+++ Data for the task
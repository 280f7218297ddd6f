//! Client endpoint: accepts SOCKS5 and plain HTTP proxy connections from
//! local user agents and forwards each stream directly or through the
//! carrier tunnel, as the routing engine decides.

mod http;
mod socks;
mod udp;

use std::net::SocketAddr;
use std::sync::Arc;

use tokio::net::TcpStream;

use burrow_protocol::socks as socks_proto;

use crate::auth::UserVerifier;
use crate::config::{ClientConfig, RulesSource};
use crate::error::{Error, Result};
use crate::routing::{Rule, Rules};
use crate::transport::{listen, Carrier, CarrierConnector};

pub struct Client {
    config: ClientConfig,
    connector: CarrierConnector,
    rules: Option<Arc<Rules>>,
    verifier: Option<UserVerifier>,
}

impl Client {
    pub fn new(config: ClientConfig) -> Result<Self> {
        config.validate()?;
        let connector = CarrierConnector::from_config(&config)?;
        let rules = match &config.rules {
            Some(RulesSource::File(path)) => Some(Rules::from_file(path.clone())?),
            Some(RulesSource::Map(map)) => Some(Rules::from_map(map)?),
            None => None,
        };
        let verifier = config.users.clone().map(UserVerifier::new);
        Ok(Self {
            config,
            connector,
            rules,
            verifier,
        })
    }

    pub async fn serve(self) -> Result<()> {
        let listener = listen(&self.config.listen)?;
        tracing::info!(
            "Client listens on {}, tunneling to {}://{}",
            self.config.listen,
            self.config.server.protocol,
            self.config.server.address
        );

        let client = Arc::new(self);
        loop {
            let (stream, peer) = match listener.accept().await {
                Ok(pair) => pair,
                Err(e) => {
                    tracing::error!("Accept failed: {}", e);
                    continue;
                }
            };
            let client = Arc::clone(&client);
            tokio::spawn(async move {
                if let Err(e) = client.handle(stream, peer).await {
                    tracing::debug!("Connection from {} closed: {}", peer, e);
                }
            });
        }
    }

    /// Sniffs the first byte: 5 is the SOCKS version, anything else is
    /// treated as a plain HTTP proxy request.
    async fn handle(&self, stream: TcpStream, peer: SocketAddr) -> Result<()> {
        stream.set_nodelay(true).ok();
        let mut first = [0u8; 1];
        if stream.peek(&mut first).await? == 0 {
            return Ok(());
        }
        if first[0] == burrow_protocol::socks::VERSION {
            self.handle_socks(stream, peer).await
        } else {
            self.handle_http(stream, peer).await
        }
    }

    fn rule_for(&self, host: &str) -> Rule {
        match &self.rules {
            Some(rules) => rules.get_rule(host),
            None => Rule::Proxy,
        }
    }

    fn set_as_proxy(&self, host: &str) {
        if let Some(rules) = &self.rules {
            rules.set_as_proxy(host);
        }
    }

    /// Opens a carrier and completes the tunnel's method negotiation.
    async fn dial_server(&self) -> Result<Carrier> {
        let mut carrier = self.connector.dial().await?;
        socks_proto::write_methods(&mut carrier, &[socks_proto::METHOD_NO_AUTH]).await?;
        let method = socks_proto::read_method(&mut carrier).await?;
        if method != socks_proto::METHOD_NO_AUTH {
            return Err(Error::carrier(format!(
                "server selected unexpected method {:#04x}",
                method
            )));
        }
        Ok(carrier)
    }

    /// Applies the routing rule for `host`: PROXY opens the carrier, DIRECT
    /// dials the origin, AUTO tries direct first and learns the fallback.
    async fn route(&self, host: &str, target: &str, peer: SocketAddr) -> Result<NextHop> {
        let rule = self.rule_for(host);
        if rule == Rule::Proxy {
            tracing::debug!("dial server to reach {} for {}", target, peer);
            return Ok(NextHop::Proxied(self.dial_server().await?));
        }

        tracing::debug!("dial {} for {}", target, peer);
        match TcpStream::connect(target).await {
            Ok(origin) => {
                origin.set_nodelay(true).ok();
                Ok(NextHop::Direct(origin))
            }
            Err(e) if rule == Rule::Auto => {
                tracing::debug!(
                    "dial {} failed ({}), falling back to the server for {}",
                    target,
                    e,
                    peer
                );
                let carrier = self.dial_server().await?;
                self.set_as_proxy(host);
                Ok(NextHop::Proxied(carrier))
            }
            Err(e) => Err(Error::network(format!("dial {} failed: {}", target, e))),
        }
    }
}

enum NextHop {
    Direct(TcpStream),
    Proxied(Carrier),
}
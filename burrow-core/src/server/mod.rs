//! Server endpoint: terminates the carrier protocol and serves the
//! recovered SOCKS5 stream against the real destinations.

mod socks;

use std::net::SocketAddr;
use std::sync::Arc;

use tokio::net::TcpStream;
use tokio_rustls::TlsAcceptor;

use crate::auth::UserVerifier;
use crate::config::{Protocol, ServerConfig};
use crate::error::{Error, Result};
use crate::transport::{listen, ssh, CarrierAcceptor};

pub struct Server {
    config: ServerConfig,
    acceptor: CarrierAcceptor,
}

impl Server {
    pub fn new(config: ServerConfig) -> Result<Self> {
        config.validate()?;
        let verifier = config.users.clone().map(UserVerifier::new);

        let tls = if config.protocol.needs_tls() {
            let (cert, key) = config
                .tls
                .cert
                .as_deref()
                .zip(config.tls.key.as_deref())
                .ok_or_else(|| Error::config("TLS carrier without cert/key"))?;
            Some(TlsAcceptor::from(burrow_protocol::tls::server_config(
                cert, key,
            )?))
        } else {
            None
        };

        let ssh = if config.protocol == Protocol::Ssh {
            let host_key = config
                .ssh
                .host_key
                .as_deref()
                .ok_or_else(|| Error::config("ssh carrier without a host key"))?;
            Some(ssh::server_context(
                host_key,
                config.ssh.authorized_keys.as_deref(),
            )?)
        } else {
            None
        };

        if config.ws.compress {
            tracing::warn!("WebSocket compression is not negotiated; continuing without it");
        }

        Ok(Self {
            acceptor: CarrierAcceptor {
                protocol: config.protocol,
                http_path: config.http.path.clone(),
                ws_path: config.ws.path.clone(),
                verifier,
                tls,
                ssh,
            },
            config,
        })
    }

    pub async fn serve(self) -> Result<()> {
        let listener = listen(&self.config.listen)?;
        tracing::info!(
            "Server listens on {}://{}",
            self.config.protocol,
            self.config.listen
        );

        let server = Arc::new(self);
        loop {
            let (stream, peer) = match listener.accept().await {
                Ok(pair) => pair,
                Err(e) => {
                    tracing::error!("Accept failed: {}", e);
                    continue;
                }
            };
            let server = Arc::clone(&server);
            tokio::spawn(async move {
                if let Err(e) = server.handle(stream, peer).await {
                    tracing::debug!("Connection from {} closed: {}", peer, e);
                }
            });
        }
    }

    pub(crate) async fn handle(&self, stream: TcpStream, peer: SocketAddr) -> Result<()> {
        stream.set_nodelay(true).ok();
        let local_ip = stream.local_addr()?.ip();
        let stripped = self.acceptor.strip(stream).await?;
        socks::handle(stripped, local_ip, peer).await
    }
}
++++++
Send back each record exactly as it stands.

repository 280f7218297ddd6f
//! Client endpoint: accepts SOCKS5 and plain HTTP proxy connections from
//! local user agents and forwards each stream directly or through the
//! carrier tunnel, as the routing engine decides.

mod http;
mod socks;
mod udp;

use std::net::SocketAddr;
use std::sync::Arc;

use tokio::net::TcpStream;

use burrow_protocol::socks as socks_proto;

use crate::auth::UserVerifier;
use crate::config::{ClientConfig, RulesSource};
use crate::error::{Error, Result};
use crate::routing::{Rule, Rules};
use crate::transport::{listen, Carrier, CarrierConnector};

pub struct Client {
    config: ClientConfig,
    connector: CarrierConnector,
    rules: Option<Arc<Rules>>,
    verifier: Option<UserVerifier>,
}

impl Client {
    pub fn new(config: ClientConfig) -> Result<Self> {
        config.validate()?;
        let connector = CarrierConnector::from_config(&config)?;
        let rules = match &config.rules {
            Some(RulesSource::File(path)) => Some(Rules::from_file(path.clone())?),
            Some(RulesSource::Map(map)) => Some(Rules::from_map(map)?),
            None => None,
        };
        let verifier = config.users.clone().map(UserVerifier::new);
        Ok(Self {
            config,
            connector,
            rules,
            verifier,
        })
    }

    pub async fn serve(self) -> Result<()> {
        let listener = listen(&self.config.listen)?;
        tracing::info!(
            "Client listens on {}, tunneling to {}://{}",
            self.config.listen,
            self.config.server.protocol,
            self.config.server.address
        );

        let client = Arc::new(self);
        loop {
            let (stream, peer) = match listener.accept().await {
                Ok(pair) => pair,
                Err(e) => {
                    tracing::error!("Accept failed: {}", e);
                    continue;
                }
            };
            let client = Arc::clone(&client);
            tokio::spawn(async move {
                if let Err(e) = client.handle(stream, peer).await {
                    tracing::debug!("Connection from {} closed: {}", peer, e);
                }
            });
        }
    }

    /// Sniffs the first byte: 5 is the SOCKS version, anything else is
    /// treated as a plain HTTP proxy request.
    async fn handle(&self, stream: TcpStream, peer: SocketAddr) -> Result<()> {
        stream.set_nodelay(true).ok();
        let mut first = [0u8; 1];
        if stream.peek(&mut first).await? == 0 {
            return Ok(());
        }
        if first[0] == burrow_protocol::socks::VERSION {
            self.handle_socks(stream, peer).await
        } else {
            self.handle_http(stream, peer).await
        }
    }

    fn rule_for(&self, host: &str) -> Rule {
        match &self.rules {
            Some(rules) => rules.get_rule(host),
            None => Rule::Proxy,
        }
    }

    fn set_as_proxy(&self, host: &str) {
        if let Some(rules) = &self.rules {
            rules.set_as_proxy(host);
        }
    }

    /// Opens a carrier and completes the tunnel's method negotiation.
    async fn dial_server(&self) -> Result<Carrier> {
        let mut carrier = self.connector.dial().await?;
        socks_proto::write_methods(&mut carrier, &[socks_proto::METHOD_NO_AUTH]).await?;
        let method = socks_proto::read_method(&mut carrier).await?;
        if method != socks_proto::METHOD_NO_AUTH {
            return Err(Error::carrier(format!(
                "server selected unexpected method {:#04x}",
                method
            )));
        }
        Ok(carrier)
    }

    /// Applies the routing rule for `host`: PROXY opens the carrier, DIRECT
    /// dials the origin, AUTO tries direct first and learns the fallback.
    async fn route(&self, host: &str, target: &str, peer: SocketAddr) -> Result<NextHop> {
        let rule = self.rule_for(host);
        if rule == Rule::Proxy {
            tracing::debug!("dial server to reach {} for {}", target, peer);
            return Ok(NextHop::Proxied(self.dial_server().await?));
        }

        tracing::debug!("dial {} for {}", target, peer);
        match TcpStream::connect(target).await {
            Ok(origin) => {
                origin.set_nodelay(true).ok();
                Ok(NextHop::Direct(origin))
            }
            Err(e) if rule == Rule::Auto => {
                tracing::debug!(
                    "dial {} failed ({}), falling back to the server for {}",
                    target,
                    e,
                    peer
                );
                let carrier = self.dial_server().await?;
                self.set_as_proxy(host);
                Ok(NextHop::Proxied(carrier))
            }
            Err(e) => Err(Error::network(format!("dial {} failed: {}", target, e))),
        }
    }
}

enum NextHop {
    Direct(TcpStream),
    Proxied(Carrier),
}
filename burrow-core/src/server/mod.rs
//! Server endpoint: terminates the carrier protocol and serves the
//! recovered SOCKS5 stream against the real destinations.

mod socks;

use std::net::SocketAddr;
use std::sync::Arc;

use tokio::net::TcpStream;
use tokio_rustls::TlsAcceptor;

use crate::auth::UserVerifier;
use crate::config::{Protocol, ServerConfig};
use crate::error::{Error, Result};
use crate::transport::{listen, ssh, CarrierAcceptor};

pub struct Server {
    config: ServerConfig,
    acceptor: CarrierAcceptor,
}

impl Server {
    pub fn new(config: ServerConfig) -> Result<Self> {
        config.validate()?;
        let verifier = config.users.clone().map(UserVerifier::new);

        let tls = if config.protocol.needs_tls() {
            let (cert, key) = config
                .tls
                .cert
                .as_deref()
                .zip(config.tls.key.as_deref())
                .ok_or_else(|| Error::config("TLS carrier without cert/key"))?;
            Some(TlsAcceptor::from(burrow_protocol::tls::server_config(
                cert, key,
            )?))
        } else {
            None
        };

        let ssh = if config.protocol == Protocol::Ssh {
            let host_key = config
                .ssh
                .host_key
                .as_deref()
                .ok_or_else(|| Error::config("ssh carrier without a host key"))?;
            Some(ssh::server_context(
                host_key,
                config.ssh.authorized_keys.as_deref(),
            )?)
        } else {
            None
        };

        if config.ws.compress {
            tracing::warn!("WebSocket compression is not negotiated; continuing without it");
        }

        Ok(Self {
            acceptor: CarrierAcceptor {
                protocol: config.protocol,
                http_path: config.http.path.clone(),
                ws_path: config.ws.path.clone(),
                verifier,
                tls,
                ssh,
            },
            config,
        })
    }

    pub async fn serve(self) -> Result<()> {
        let listener = listen(&self.config.listen)?;
        tracing::info!(
            "Server listens on {}://{}",
            self.config.protocol,
            self.config.listen
        );

        let server = Arc::new(self);
        loop {
            let (stream, peer) = match listener.accept().await {
                Ok(pair) => pair,
                Err(e) => {
                    tracing::error!("Accept failed: {}", e);
                    continue;
                }
            };
            let server = Arc::clone(&server);
            tokio::spawn(async move {
                if let Err(e) = server.handle(stream, peer).await {
                    tracing::debug!("Connection from {} closed: {}", peer, e);
                }
            });
        }
    }

    pub(crate) async fn handle(&self, stream: TcpStream, peer: SocketAddr) -> Result<()> {
        stream.set_nodelay(true).ok();
        let local_ip = stream.local_addr()?.ip();
        let stripped = self.acceptor.strip(stream).await?;
        socks::handle(stripped, local_ip, peer).await
    }
}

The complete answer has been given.